MARQUEZ_URL = "http://localhost:5000/api/v1"

# Get all namespaces
namespaces = requests.get(f"{MARQUEZ_URL}/namespaces").json()

# Get datasets in a namespace
datasets = requests.get(
    f"{MARQUEZ_URL}/namespaces/ml-pipelines/datasets"
).json()

# Get lineage for a specific dataset
lineage = requests.get(
    f"{MARQUEZ_URL}/lineage",
    params={
        "nodeId": "dataset:s3://feature-store:user_features",
        "depth": 5
    }
).json()

# Visualize upstream dependencies
for node in lineage["graph"]:
    if node["type"] == "DATASET":
        print(f"Dataset: {node['data']['name']}")
    elif node["type"] == "JOB":
        print(f"  ← Job: {node['data']['name']}")

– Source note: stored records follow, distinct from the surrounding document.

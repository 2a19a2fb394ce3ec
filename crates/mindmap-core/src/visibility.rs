//! Visibility resolver: which nodes a collapsed tree actually shows.
//!
//! A node is visible iff it is the root, or its parent is visible and not
//! collapsed. A collapsed node is itself still visible — only its
//! descendants are hidden. Resolved in one preorder traversal that simply
//! refuses to descend into collapsed nodes, so unreachable map entries are
//! excluded for free.

use crate::id::NodeId;
use crate::model::{Mindmap, MindmapNode};

/// Visible node ids in preorder (root first, children in sibling order).
pub fn visible_ids(map: &Mindmap) -> Vec<NodeId> {
    let mut out = Vec::new();
    let Some(root) = map.get(map.root_id) else {
        return out;
    };
    collect_visible(map, root, &mut out);
    out
}

fn collect_visible(map: &Mindmap, node: &MindmapNode, out: &mut Vec<NodeId>) {
    out.push(node.id);
    if node.collapsed {
        return;
    }
    for child_id in &node.children {
        if let Some(child) = map.get(*child_id) {
            collect_visible(map, child, out);
        }
    }
}

/// A node's currently visible children: none when it is collapsed,
/// otherwise every child id that resolves in the arena. Shared by the
/// layout engine and the graph projector so both agree on what "visible"
/// means.
pub fn visible_children<'a>(
    map: &'a Mindmap,
    node: &'a MindmapNode,
) -> impl Iterator<Item = &'a MindmapNode> {
    let children: &[NodeId] = if node.collapsed { &[] } else { &node.children };
    children.iter().filter_map(|id| map.get(*id))
}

9.7.5. AWS Glue Data Catalog Lineage

AWS Glue provides native lineage tracking for ETL jobs.

Enabling Lineage in Glue

# Terraform: Glue job with lineage
resource "aws_glue_job" "feature_pipeline" {
  name     = "feature-engineering"
  role_arn = aws_iam_role.glue_role.arn

  command {
    script_location = "s3://scripts/feature_pipeline.py"
    python_version  = "3"
  }

  default_arguments = {
    "--enable-glue-datacatalog"         = "true"
    "--enable-continuous-cloudwatch-log" = "true"
    "--enable-metrics"                   = "true"
    
    # Enable lineage tracking
    "--enable-job-insights"             = "true"
  }

  glue_version = "4.0"
}

Glue Data Catalog Integration

# Glue ETL with catalog lineage
import sys
from awsglue.transforms import *
from awsglue.utils import getResolvedOptions
from pyspark.context import SparkContext
from awsglue.context import GlueContext
from awsglue.job import Job

args = getResolvedOptions(sys.argv, ['JOB_NAME'])
sc = SparkContext()
glueContext = GlueContext(sc)
spark = glueContext.spark_session
job = Job(glueContext)
job.init(args['JOB_NAME'], args)

# Read from catalog (lineage auto-tracked)
source = glueContext.create_dynamic_frame.from_catalog(
    database="ml_database",
    table_name="user_events",
    transformation_ctx="source"  # Important for lineage!
)

# Transform
transformed = source.apply_mapping([
    ("user_id", "string", "user_id", "string"),
    ("event_type", "string", "event_type", "string"),
    ("amount", "double", "amount", "double"),
])

# Aggregate
aggregated = transformed.toDF() \
    .groupBy("user_id") \
    .agg(
        F.count("*").alias("event_count"),
        F.sum("amount").alias("total_amount")
    )

# Write to catalog (lineage auto-tracked)
output = DynamicFrame.fromDF(aggregated, glueContext, "output")
glueContext.write_dynamic_frame.from_catalog(
    frame=output,
    database="ml_database",
    table_name="user_features",
    transformation_ctx="output"  # Important for lineage!
)

job.commit()

Querying Glue Lineage

import boto3

glue = boto3.client('glue')

# Get column-level lineage
response = glue.get_mapping(
    Source={
        'DatabaseName': 'ml_database',
        'TableName': 'user_events'
    },
    Sinks=[{
        'DatabaseName': 'ml_database',
        'TableName': 'user_features'
    }]
)

for mapping in response['Mapping']:
    print(f"{mapping['SourceColumn']} → {mapping['TargetColumn']}")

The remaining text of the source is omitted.